(Records from a data source)

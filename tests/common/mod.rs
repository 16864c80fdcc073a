//! Common test utilities for E2E tests

use std::collections::HashMap;
use std::sync::Arc;

use axum::{
    Json, Router,
    extract::{Form, Path, Query, State},
    http::StatusCode,
    response::IntoResponse,
    routing::{get, post},
};
use chrono::{Duration, Utc};
use tempfile::TempDir;
use tokio::net::TcpListener;
use tokio::sync::Mutex;

use bookstash::auth::session::{Session, create_session_token};
use bookstash::data::UserFetchState;
use bookstash::{AppState, config};

pub const TEST_USER_ID: &str = "user-1";
pub const SESSION_SECRET: &str = "test-secret-key-32-bytes-long!!!";
pub const WEBHOOK_SECRET: &str = "test-webhook-secret";

// =============================================================================
// Fake upstream API
// =============================================================================

/// Scripted behavior of the fake X API
#[derive(Debug)]
pub struct UpstreamBehavior {
    /// Total bookmarks the fake account holds
    pub total_items: u64,
    /// Return 429 on this bookmarks call number (1-based)
    pub rate_limit_on_call: Option<u32>,
    /// Bookmarks calls made so far
    pub calls_made: u32,
}

impl Default for UpstreamBehavior {
    fn default() -> Self {
        Self {
            total_items: 60,
            rate_limit_on_call: None,
            calls_made: 0,
        }
    }
}

#[derive(Clone)]
pub struct FakeUpstream {
    pub addr: String,
    pub behavior: Arc<Mutex<UpstreamBehavior>>,
}

impl FakeUpstream {
    pub async fn spawn() -> Self {
        let behavior = Arc::new(Mutex::new(UpstreamBehavior::default()));

        let app = Router::new()
            .route("/2/oauth2/token", post(token_endpoint))
            .route("/2/oauth2/revoke", post(revoke_endpoint))
            .route("/2/users/me", get(me_endpoint))
            .route("/2/users/:id/bookmarks", get(bookmarks_endpoint))
            .route("/2/users/:id/bookmarks/folders", get(folders_endpoint))
            .route(
                "/2/users/:id/bookmarks/folders/:folder_id",
                get(folder_members_endpoint),
            )
            .with_state(behavior.clone());

        let listener = TcpListener::bind("127.0.0.1:0").await.unwrap();
        let addr = format!("http://{}", listener.local_addr().unwrap());
        tokio::spawn(async move {
            axum::serve(listener, app).await.unwrap();
        });

        Self { addr, behavior }
    }

    pub async fn set_total_items(&self, total: u64) {
        self.behavior.lock().await.total_items = total;
    }

    pub async fn rate_limit_on_call(&self, call: u32) {
        self.behavior.lock().await.rate_limit_on_call = Some(call);
    }

    pub async fn bookmarks_calls(&self) -> u32 {
        self.behavior.lock().await.calls_made
    }
}

async fn token_endpoint(Form(form): Form<HashMap<String, String>>) -> impl IntoResponse {
    match form.get("grant_type").map(String::as_str) {
        Some("authorization_code") => Json(serde_json::json!({
            "access_token": "access-1",
            "refresh_token": "refresh-1",
            "expires_in": 7200,
            "token_type": "bearer",
            "scope": "bookmark.read tweet.read users.read offline.access",
        }))
        .into_response(),
        Some("refresh_token") => {
            if form.get("refresh_token").map(String::as_str) == Some("revoked-refresh") {
                (
                    StatusCode::BAD_REQUEST,
                    Json(serde_json::json!({ "error": "invalid_grant" })),
                )
                    .into_response()
            } else {
                Json(serde_json::json!({
                    "access_token": "access-2",
                    "refresh_token": "refresh-2",
                    "expires_in": 7200,
                }))
                .into_response()
            }
        }
        _ => (
            StatusCode::BAD_REQUEST,
            Json(serde_json::json!({ "error": "unsupported_grant_type" })),
        )
            .into_response(),
    }
}

async fn revoke_endpoint() -> impl IntoResponse {
    Json(serde_json::json!({ "revoked": true }))
}

async fn me_endpoint() -> impl IntoResponse {
    Json(serde_json::json!({
        "data": {
            "id": TEST_USER_ID,
            "name": "Test User",
            "username": "testuser",
            "profile_image_url": "https://img.example/testuser.png",
        }
    }))
}

fn fake_post(i: u64) -> serde_json::Value {
    serde_json::json!({
        "id": format!("post-{i}"),
        "text": format!("bookmarked post {i}"),
        "created_at": "2024-05-01T12:00:00.000Z",
        "author_id": "author-1",
        "public_metrics": {
            "retweet_count": 1,
            "reply_count": 2,
            "like_count": 3,
            "quote_count": 0,
        },
    })
}

async fn bookmarks_endpoint(
    State(behavior): State<Arc<Mutex<UpstreamBehavior>>>,
    Path(_id): Path<String>,
    Query(params): Query<HashMap<String, String>>,
) -> impl IntoResponse {
    let mut behavior = behavior.lock().await;
    behavior.calls_made += 1;

    if behavior.rate_limit_on_call == Some(behavior.calls_made) {
        return (
            StatusCode::TOO_MANY_REQUESTS,
            Json(serde_json::json!({ "title": "Too Many Requests" })),
        )
            .into_response();
    }

    let max_results: u64 = params
        .get("max_results")
        .and_then(|v| v.parse().ok())
        .unwrap_or(25);
    let offset: u64 = params
        .get("pagination_token")
        .and_then(|token| token.strip_prefix("off-"))
        .and_then(|v| v.parse().ok())
        .unwrap_or(0);

    let count = max_results.min(behavior.total_items.saturating_sub(offset));
    let posts: Vec<serde_json::Value> = (offset..offset + count).map(fake_post).collect();

    let mut meta = serde_json::json!({ "result_count": count });
    if offset + count < behavior.total_items {
        meta["next_token"] = serde_json::json!(format!("off-{}", offset + count));
    }

    Json(serde_json::json!({
        "data": posts,
        "includes": {
            "users": [{
                "id": "author-1",
                "username": "author",
                "name": "An Author",
                "verified": true,
            }],
        },
        "meta": meta,
    }))
    .into_response()
}

async fn folders_endpoint() -> impl IntoResponse {
    Json(serde_json::json!({
        "data": [
            { "id": "folder-1", "name": "Reading" },
            { "id": "folder-2", "name": "Rust" },
        ],
        "meta": {},
    }))
}

async fn folder_members_endpoint(
    Path((_id, folder_id)): Path<(String, String)>,
) -> impl IntoResponse {
    Json(serde_json::json!({
        "data": [
            { "id": format!("{folder_id}-post-1") },
            { "id": format!("{folder_id}-post-2") },
        ],
        "meta": {},
    }))
}

// =============================================================================
// Test server
// =============================================================================

/// Test server instance
pub struct TestServer {
    pub addr: String,
    pub state: AppState,
    pub upstream: FakeUpstream,
    pub client: reqwest::Client,
    pub _temp_dir: TempDir,
}

impl TestServer {
    /// Create a new test server instance backed by a fake upstream
    pub async fn new() -> Self {
        let upstream = FakeUpstream::spawn().await;

        // Create temporary directory for test database
        let temp_dir = TempDir::new().unwrap();
        let db_path = temp_dir.path().join("test.db");

        // Create test configuration
        let config = config::AppConfig {
            server: config::ServerConfig {
                host: "127.0.0.1".to_string(),
                port: 0, // Let OS assign port
                domain: "localhost".to_string(),
                protocol: "http".to_string(),
            },
            database: config::DatabaseConfig {
                path: db_path.clone(),
            },
            upstream: config::UpstreamConfig {
                api_base: upstream.addr.clone(),
                auth_base: upstream.addr.clone(),
                authorize_url: format!("{}/i/oauth2/authorize", upstream.addr),
                request_timeout_seconds: 10,
            },
            oauth: config::OAuthConfig {
                client_id: "test-client-id".to_string(),
                client_secret: "test-client-secret".to_string(),
                redirect_uri: "http://localhost/auth/callback".to_string(),
                scopes: "bookmark.read tweet.read users.read offline.access".to_string(),
                session_secret: SESSION_SECRET.to_string(),
                session_max_age: 604_800,
                handshake_max_age: 300,
                post_login_path: "/dashboard".to_string(),
            },
            billing: config::BillingConfig {
                webhook_secret: WEBHOOK_SECRET.to_string(),
            },
            fetch: config::FetchConfig {
                free_page_size: 25,
                free_allowance: 25,
                paid_batch_size: 100,
                paid_max_page_calls: 5,
                page_size_cap: 25,
                page_delay_ms: 0,
                folder_page_size: 100,
                folder_retry_delay_ms: 0,
                token_refresh_margin_seconds: 60,
                state_ttl_seconds: 2_592_000,
            },
            logging: config::LoggingConfig {
                level: "info".to_string(),
                format: "pretty".to_string(),
            },
        };

        // Initialize app state
        let state = AppState::new(config).await.unwrap();

        // Create HTTP client
        let client = reqwest::Client::builder()
            .timeout(std::time::Duration::from_secs(10))
            .redirect(reqwest::redirect::Policy::none())
            .build()
            .unwrap();

        // Bind to random port
        let listener = TcpListener::bind("127.0.0.1:0").await.unwrap();
        let addr = listener.local_addr().unwrap();
        let addr_str = format!("http://{}", addr);

        // Build router
        let app = bookstash::build_router(state.clone());

        // Spawn server in background
        tokio::spawn(async move {
            axum::serve(listener, app).await.unwrap();
        });

        // Wait a bit for server to start
        tokio::time::sleep(tokio::time::Duration::from_millis(50)).await;

        Self {
            addr: addr_str,
            state,
            upstream,
            client,
            _temp_dir: temp_dir,
        }
    }

    /// Get base URL for API requests
    pub fn url(&self, path: &str) -> String {
        format!("{}{}", self.addr, path)
    }

    /// Create a signed session token for the test user
    pub fn session_token(&self) -> String {
        self.session_token_for(TEST_USER_ID)
    }

    pub fn session_token_for(&self, user_id: &str) -> String {
        let now = Utc::now();
        let session = Session {
            user_id: user_id.to_string(),
            username: "testuser".to_string(),
            profile_image_url: None,
            created_at: now,
            expires_at: now + Duration::days(7),
        };
        create_session_token(&session, SESSION_SECRET).unwrap()
    }

    /// Seed a signed-in user with a valid, non-expiring token pair
    pub async fn seed_user(&self) -> UserFetchState {
        let state = UserFetchState::new(
            "access-1".to_string(),
            "refresh-1".to_string(),
            Utc::now().timestamp_millis() + 7_200_000,
            "testuser".to_string(),
            "Test User".to_string(),
            None,
        );
        self.put_user_state(&state).await;
        state
    }

    pub async fn put_user_state(&self, state: &UserFetchState) {
        self.state
            .store
            .put_user_state(
                TEST_USER_ID,
                state,
                std::time::Duration::from_secs(3600),
            )
            .await
            .unwrap();
    }

    pub async fn user_state(&self) -> Option<UserFetchState> {
        self.state.store.get_user_state(TEST_USER_ID).await.unwrap()
    }

    /// Sign a webhook body the way the payment provider would
    pub fn webhook_signature(&self, body: &[u8]) -> String {
        use hmac::{Hmac, Mac};
        use sha2::Sha256;

        type HmacSha256 = Hmac<Sha256>;
        let mut mac = HmacSha256::new_from_slice(WEBHOOK_SECRET.as_bytes()).unwrap();
        mac.update(body);
        format!("sha256={}", hex::encode(mac.finalize().into_bytes()))
    }
}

# What to do
What is needed is each line of the entries that contains the word "UserFetchState".

# Result of the exercise
use bookstash::data::UserFetchState;
    pub async fn seed_user(&self) -> UserFetchState {
        let state = UserFetchState::new(
    pub async fn put_user_state(&self, state: &UserFetchState) {
    pub async fn user_state(&self) -> Option<UserFetchState> {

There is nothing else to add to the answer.